Declining HIV infection rates in some countries are being eclipsed by huge rises in others where AIDS awareness and access to new drug therapies are lacking, according to a new U.N. report.
In parts of Africa, one adult in four is infected with the virus that causes AIDS while the figure is less than 1 percent in the United States and across Western Europe, experts said in the report released Tuesday.The report provided country-by-country statistics to back up a study released in November, which estimated that 2.3 million people died of AIDS in 1997, up 50 percent from 1996. About 16,000 people a day contract HIV.
The latest study, by the World Health Organization and UNAIDS, comes ahead of Sunday's opening of the 12th World AIDS Conference in Geneva, where 12,000 specialists and others will discuss advances in HIV research.
Limited education about the virus is a major hurdle, particularly because an effective cure may be at least 10 years away, UNAIDS Director-General Peter Piot said.
"Let's be very aware AIDS is with us to stay for a very long time," Piot said.

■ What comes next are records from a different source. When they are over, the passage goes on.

use std::{
    sync::{Mutex, PoisonError},
    time::{Duration, Instant},
};

/// Per-worker timing for one run.
///
/// Slots `0..producers` belong to producers and `producers..` to consumers.
/// Each slot is only ever written by the worker that owns it, so the
/// per-slot locks are uncontended.
#[derive(Debug)]
pub struct Timer {
    /// Number of producer slots.
    pub(crate) producers: usize,

    /// Timer creation timestamp.
    pub(crate) init_timestamp: Instant,

    /// Set by [`Timer::finalize`] once every worker has been joined.
    pub(crate) completion_timestamp: Mutex<Option<Instant>>,

    /// Duration of each unit of work, indexed as `work_times[slot][unit]`.
    /// A unit is one produced matrix or one pairing search.
    pub(crate) work_times: Vec<Mutex<Vec<Duration>>>,
}

impl Timer {
    #[inline]
    pub fn new(producers: usize, consumers: usize) -> Self {
        Self {
            producers,
            init_timestamp: Instant::now(),
            completion_timestamp: Mutex::new(None),
            work_times: (0..producers + consumers)
                .map(|_| Mutex::new(Vec::new()))
                .collect(),
        }
    }

    #[inline]
    pub fn num_workers(&self) -> usize {
        self.work_times.len()
    }

    /// Slot index of producer `id`.
    #[inline]
    pub fn producer_slot(&self, id: usize) -> usize {
        id
    }

    /// Slot index of consumer `id`.
    #[inline]
    pub fn consumer_slot(&self, id: usize) -> usize {
        self.producers + id
    }

    /// Starts timing one unit of work. The duration is recorded when the
    /// returned span is dropped.
    #[inline]
    pub fn start(&self, slot: usize) -> WorkSpan<'_> {
        assert!(slot < self.num_workers(), "Timer slot out of bounds");
        WorkSpan {
            timer: self,
            slot,
            started: Instant::now(),
        }
    }

    fn record(&self, slot: usize, duration: Duration) {
        self.work_times[slot]
            .lock()
            .unwrap_or_else(PoisonError::into_inner)
            .push(duration);
    }

    /// Records the completion timestamp. Call after every worker has been joined.
    #[inline]
    pub fn finalize(&self) {
        *self
            .completion_timestamp
            .lock()
            .unwrap_or_else(PoisonError::into_inner) = Some(Instant::now());
    }

    /// Copies out everything recorded so far.
    pub fn get_timing_stats(&self) -> TimingStats {
        let completion = *self
            .completion_timestamp
            .lock()
            .unwrap_or_else(PoisonError::into_inner);
        let completion_timestamp = completion.unwrap_or_else(Instant::now);

        TimingStats {
            producers: self.producers,
            init_timestamp: self.init_timestamp,
            completion_timestamp,
            work_times_per_worker: self
                .work_times
                .iter()
                .map(|slot| slot.lock().unwrap_or_else(PoisonError::into_inner).clone())
                .collect(),
        }
    }
}

/// One unit of work in progress; see [`Timer::start`].
#[must_use = "the span records its duration when dropped"]
pub struct WorkSpan<'a> {
    timer: &'a Timer,
    slot: usize,
    started: Instant,
}

impl Drop for WorkSpan<'_> {
    fn drop(&mut self) {
        self.timer.record(self.slot, self.started.elapsed());
    }
}

/// Timing statistics of a finished run.
#[derive(Debug, Clone)]
pub struct TimingStats {
    /// Number of producer slots; the rest are consumers.
    pub producers: usize,
    pub init_timestamp: Instant,
    pub completion_timestamp: Instant,
    /// Work durations organized by \[slot\]\[unit\]
    pub work_times_per_worker: Vec<Vec<Duration>>,
}

impl TimingStats {
    /// Total runtime from timer creation to completion.
    #[inline]
    pub fn total_runtime(&self) -> Duration {
        self.completion_timestamp
            .saturating_duration_since(self.init_timestamp)
    }

    #[inline]
    pub fn worker_total_work_time(&self, slot: usize) -> Option<Duration> {
        let times = self.work_times_per_worker.get(slot)?;
        Some(times.iter().sum())
    }

    #[inline]
    pub fn worker_unit_count(&self, slot: usize) -> usize {
        self.work_times_per_worker
            .get(slot)
            .map(|times| times.len())
            .unwrap_or(0)
    }

    #[inline]
    pub fn worker_average_work_time(&self, slot: usize) -> Option<Duration> {
        let times = self.work_times_per_worker.get(slot)?;
        if times.is_empty() {
            return None;
        }
        let total: Duration = times.iter().sum();
        Some(total / times.len() as u32)
    }

    fn worker_label(&self, slot: usize) -> String {
        if slot < self.producers {
            format!("Producer {}", slot)
        } else {
            format!("Consumer {}", slot - self.producers)
        }
    }

    /// Prints one column per worker with its unit count, total and average
    /// work time, and the share of the run spent working.
    pub fn plot(&self) {
        let num_workers = self.work_times_per_worker.len();
        if num_workers == 0 {
            println!("No timing data available to plot.");
            return;
        }

        let total_runtime = self.total_runtime();

        println!("\nWORKER TIME TABLE");
        println!("Time format: milliseconds (ms) with microsecond precision");
        println!("Total Runtime: {:.3} ms", duration_to_ms(total_runtime));
        println!("{}", "=".repeat(12 + num_workers * 13));

        print!("{:<12}", "");
        for slot in 0..num_workers {
            print!(" {:<12}", self.worker_label(slot));
        }
        println!();

        print!("{}", "-".repeat(12));
        for _ in 0..num_workers {
            print!(" {}", "-".repeat(12));
        }
        println!();

        print!("{:<12}", "Units");
        for slot in 0..num_workers {
            print!(" {:<12}", self.worker_unit_count(slot));
        }
        println!();

        print!("{:<12}", "Total Work");
        for slot in 0..num_workers {
            match self.worker_total_work_time(slot) {
                Some(total) => print!(" {:<12.3}", duration_to_ms(total)),
                None => print!(" {:<12}", "-"),
            }
        }
        println!();

        print!("{:<12}", "Avg / Unit");
        for slot in 0..num_workers {
            match self.worker_average_work_time(slot) {
                Some(avg) => print!(" {:<12.3}", duration_to_ms(avg)),
                None => print!(" {:<12}", "-"),
            }
        }
        println!();

        print!("{:<12}", "Work Ratio%");
        for slot in 0..num_workers {
            match self.worker_total_work_time(slot) {
                Some(work) if total_runtime.as_nanos() > 0 => {
                    let ratio = work.as_nanos() as f64 / total_runtime.as_nanos() as f64;
                    print!(" {:<12.1}", ratio * 100.0);
                }
                Some(_) => print!(" {:<12}", "0.0"),
                None => print!(" {:<12}", "-"),
            }
        }
        println!();

        println!("{}", "=".repeat(12 + num_workers * 13));
    }
}

/// Convert Duration to milliseconds as f64
#[inline]
fn duration_to_ms(duration: Duration) -> f64 {
    duration.as_nanos() as f64 / 1_000_000.0
}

Access to new therapies for AIDS-related infections such as tuberculosis and diarrhea is the "overwhelming issue" for 90 percent of those living with the AIDS virus, the report said.
Zimbabwe and Botswana, where UNAIDS estimates around one in four adults carry HIV, had the highest infection rates.
The United States figure was 0.76 percent - 820,000 people in all. It was less than 1 percent across Western Europe.
North Africa and the Middle East are "the great unknown," with cultural difficulties in talking about the epidemic hampering collection of statistics, UNAIDS said.
Political courage to prevent the spread of AIDS is the key to narrowing the "AIDS gap," Piot said.